Уорнер замолчал. На этот раз он молчал так долго, что тот наконец заговорил, хотя Уорнер не был уверен, что он заговорил именно поэтому:
- На земле места много.
- Конечно, - сказал Уорнер, ласковый, добродушный, грузный. - Но совсем ни к чему ездить с места на место. Тем более из-за пустяка, ведь, ежели б сразу взяться и все уладить, то и оказалось бы, что дело выеденного яйца не стоит. А уладить его можно бы в пять минут, ежели б нашелся кто другой и уговорил того, первого, который, скажем, слишком горяч, что ли, объяснил бы ему: "Ладно, оставайся здесь.
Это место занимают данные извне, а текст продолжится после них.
impl<'a> SchemaCompiler<'a> {
    pub fn new(catalog: &'a SchemaCatalog, options: &'a CompilerOptions) -> Self {
        Self { catalog, options }
    }

    /// Compile `schema` for `backend`. Embedding cycles are rejected up front,
    /// so no partial descriptor is ever built.
    pub fn compile(&self, schema: &str, backend: BackendKind) -> Result<BackendModelDescriptor> {
        self.catalog.check_embedding_cycles(schema)?;
        let descriptor = self.catalog.get(schema)?;
        let container = naming::container_name(descriptor, backend);
        let model = self.compile_persisted(descriptor, backend, container, true)?;

        debug!(
            schema,
            %backend,
            container = %model.container,
            fields = model.fields.len(),
            suppressed = model.suppressed.len(),
            "Compiled model descriptor"
        );
        Ok(model)
    }

    /// A schema stored in its own table, index or collection.
    /// `standalone` is false for owned child tables.
    fn compile_persisted(
        &self,
        schema: &SchemaDescriptor,
        backend: BackendKind,
        container: String,
        standalone: bool,
    ) -> Result<BackendModelDescriptor> {
        self.check_accessor(schema)?;
        let primary_key = primary_key(schema, backend)?;

        let native = match (backend, primary_key) {
            (BackendKind::Sql, Some(field)) => naming::field_token(&field.name),
            _ => naming::native_identity(backend).to_string(),
        };
        let mut model = BackendModelDescriptor {
            schema: schema.name.clone(),
            backend,
            container,
            identity: Some(IdentityMapping {
                accessor: self.options.identity_accessor.clone(),
                native: native.clone(),
                generated: primary_key.is_none(),
            }),
            fields: Vec::new(),
            suppressed: BTreeSet::new(),
            shadow_fields: Vec::new(),
        };
        if backend == BackendKind::Sql && primary_key.is_none() {
            model.shadow_fields.push(ShadowField {
                token: native,
                field_type: FieldType::Integer,
                kind: ShadowKind::Identity,
            });
        }

        self.compile_fields(schema, &mut model)?;
        if backend == BackendKind::Sql && standalone {
            self.add_back_reference_columns(schema, &mut model)?;
        }
        check_tokens(&model)?;
        Ok(model)
    }

    /// An embedding nested inside its parent document
    fn compile_inline(
        &self,
        schema: &SchemaDescriptor,
        backend: BackendKind,
        container: String,
    ) -> Result<BackendModelDescriptor> {
        self.check_accessor(schema)?;
        let mut model = BackendModelDescriptor {
            schema: schema.name.clone(),
            backend,
            container,
            identity: None,
            fields: Vec::new(),
            suppressed: BTreeSet::new(),
            shadow_fields: Vec::new(),
        };
        self.compile_fields(schema, &mut model)?;
        check_tokens(&model)?;
        Ok(model)
    }

    fn compile_fields(&self, schema: &SchemaDescriptor, model: &mut BackendModelDescriptor) -> Result<()> {
        let backend = model.backend;
        for field in &schema.fields {
            if field.is_disabled_on(backend) {
                model.suppressed.insert(field.name().to_string());
                continue;
            }

            let mapping = match field {
                FieldDef::Scalar(scalar) => scalar_mapping(scalar, model),
                FieldDef::Embedding(embedding) => self.compile_embedding(embedding, model)?,
                FieldDef::Relationship(relationship) => self.compile_relationship(schema, relationship, model)?,
            };
            model.fields.push(mapping);
        }
        Ok(())
    }

    fn compile_embedding(&self, field: &EmbeddingField, model: &mut BackendModelDescriptor) -> Result<FieldMapping> {
        let target = self.catalog.get(&field.target)?;

        let (realization, inner) = match model.backend {
            BackendKind::Search | BackendKind::Document => {
                let inner = self.compile_inline(target, model.backend, model.container.clone())?;
                (Realization::Inline, inner)
            }
            BackendKind::Sql => match field.sql_policy.unwrap_or(self.options.embed_policy) {
                EmbedPolicy::OwnedChild => {
                    let table = naming::child_table(&model.container, &field.name);
                    let mut inner = self.compile_persisted(target, BackendKind::Sql, table, false)?;
                    let parent_key = naming::parent_key(&model.container);
                    inner.shadow_fields.push(ShadowField {
                        token: parent_key.clone(),
                        field_type: identity_type(model),
                        kind: ShadowKind::ParentKey {
                            parent: model.container.clone(),
                        },
                    });
                    check_tokens(&inner)?;
                    (Realization::OwnedChild { parent_key }, inner)
                }
                EmbedPolicy::ForeignKey => {
                    if field.cardinality == Cardinality::Many {
                        return Err(TranslateError::invalid_schema(
                            &model.schema,
                            format!("embedding '{}' holds many values and cannot be a foreign key", field.name),
                        ));
                    }
                    let table = naming::container_name(target, BackendKind::Sql);
                    let inner = self.compile_persisted(target, BackendKind::Sql, table, true)?;
                    let column = naming::reference_column(&field.name);
                    model.shadow_fields.push(ShadowField {
                        token: column.clone(),
                        field_type: identity_type(&inner),
                        kind: ShadowKind::ForeignKey {
                            field: field.name.clone(),
                            target: inner.container.clone(),
                        },
                    });
                    (Realization::ForeignKey { column }, inner)
                }
            },
        };

        Ok(FieldMapping {
            name: field.name.clone(),
            token: naming::field_token(&field.name),
            kind: MappingKind::Embedded(EmbeddedMapping {
                cardinality: field.cardinality,
                realization,
                model: Box::new(inner),
            }),
        })
    }

    fn compile_relationship(
        &self,
        schema: &SchemaDescriptor,
        field: &RelationshipField,
        model: &mut BackendModelDescriptor,
    ) -> Result<FieldMapping> {
        let target = self.catalog.get(&field.target)?;

        let (link, requires_separate_fetch) = if model.backend == BackendKind::Sql {
            (self.relational_link(schema, field, target, model)?, false)
        } else {
            (RelationLink::StoredIdentifier, true)
        };

        Ok(FieldMapping {
            name: field.name.clone(),
            token: naming::field_token(&field.name),
            kind: MappingKind::Relation(RelationMapping {
                cardinality: field.cardinality,
                target: field.target.clone(),
                link,
                requires_separate_fetch,
            }),
        })
    }

    fn relational_link(
        &self,
        schema: &SchemaDescriptor,
        field: &RelationshipField,
        target: &SchemaDescriptor,
        model: &mut BackendModelDescriptor,
    ) -> Result<RelationLink> {
        let target_table = naming::container_name(target, BackendKind::Sql);

        if let Some(link) = &field.link {
            let link_schema = self.catalog.get(link)?;
            let source_column = sql_foreign_keys(link_schema, &model.container).next();
            let target_column = sql_foreign_keys(link_schema, &target_table)
                .find(|(column, _)| source_column.as_ref().map(|(c, _)| c) != Some(column));

            return match (source_column, target_column) {
                (Some((source_column, _)), Some((target_column, _))) => Ok(RelationLink::LinkTable {
                    table: naming::container_name(link_schema, BackendKind::Sql),
                    source_column,
                    target_column,
                }),
                _ => Err(TranslateError::invalid_schema(
                    &link_schema.name,
                    format!(
                        "link schema needs foreign keys to both '{}' and '{}'",
                        model.container, target_table
                    ),
                )),
            };
        }

        match field.cardinality {
            Cardinality::One => {
                if let Some((column, target_column)) = sql_foreign_keys(schema, &target_table).next() {
                    return Ok(RelationLink::ForeignKey { column, target_column });
                }
                let (target_column, field_type) = sql_identity(target)?;
                let column = naming::reference_column(&field.name);
                model.shadow_fields.push(ShadowField {
                    token: column.clone(),
                    field_type,
                    kind: ShadowKind::ForeignKey {
                        field: field.name.clone(),
                        target: target_table,
                    },
                });
                Ok(RelationLink::ForeignKey { column, target_column })
            }
            Cardinality::Many => {
                if let Some((column, source_column)) = sql_foreign_keys(target, &model.container).next() {
                    return Ok(RelationLink::BackReference { column, source_column });
                }
                let source_column = model.identity_token(&field.name)?.to_string();
                Ok(RelationLink::BackReference {
                    column: back_reference_column(field, &model.container),
                    source_column,
                })
            }
        }
    }

    /// Columns other schemas' `many` relationships expect on this table
    fn add_back_reference_columns(&self, schema: &SchemaDescriptor, model: &mut BackendModelDescriptor) -> Result<()> {
        for name in self.catalog.names() {
            let source = self.catalog.get(name)?;
            let source_table = naming::container_name(source, BackendKind::Sql);
            if sql_foreign_keys(schema, &source_table).next().is_some() {
                continue;
            }

            for field in &source.fields {
                let FieldDef::Relationship(relationship) = field else {
                    continue;
                };
                if relationship.target != schema.name
                    || relationship.cardinality != Cardinality::Many
                    || relationship.link.is_some()
                    || field.is_disabled_on(BackendKind::Sql)
                {
                    continue;
                }

                let column = back_reference_column(relationship, &source_table);
                if model.tokens().contains(&column.as_str()) {
                    continue;
                }
                let (_, field_type) = sql_identity(source)?;
                model.shadow_fields.push(ShadowField {
                    token: column,
                    field_type,
                    kind: ShadowKind::ForeignKey {
                        field: format!("{}.{}", source.name, relationship.name),
                        target: source_table.clone(),
                    },
                });
            }
        }
        Ok(())
    }

    /// Only the primary key may use the identity accessor's name
    fn check_accessor(&self, schema: &SchemaDescriptor) -> Result<()> {
        let accessor = &self.options.identity_accessor;
        match schema.get(accessor) {
            None | Some(FieldDef::Scalar(CanonicalField { primary_key: true, .. })) => Ok(()),
            Some(_) => Err(TranslateError::invalid_schema(
                &schema.name,
                format!("field '{}' shadows the identity accessor; mark it primary_key or rename it", accessor),
            )),
        }
    }
}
Хозяин и не думает тебя обвиноватить. Ты только потолкуй с ним тихо-мирно, и все устроится. Я-то знаю, ОН МНЕ САМ ОБЕЩАЛ". - Уорнер замолчал. - В особенности ежели б этому парню, о котором речь, тому, что повлиял бы на первого и все это ему втолковал, самому была бы выгода, покуда этот первый сидит смирно.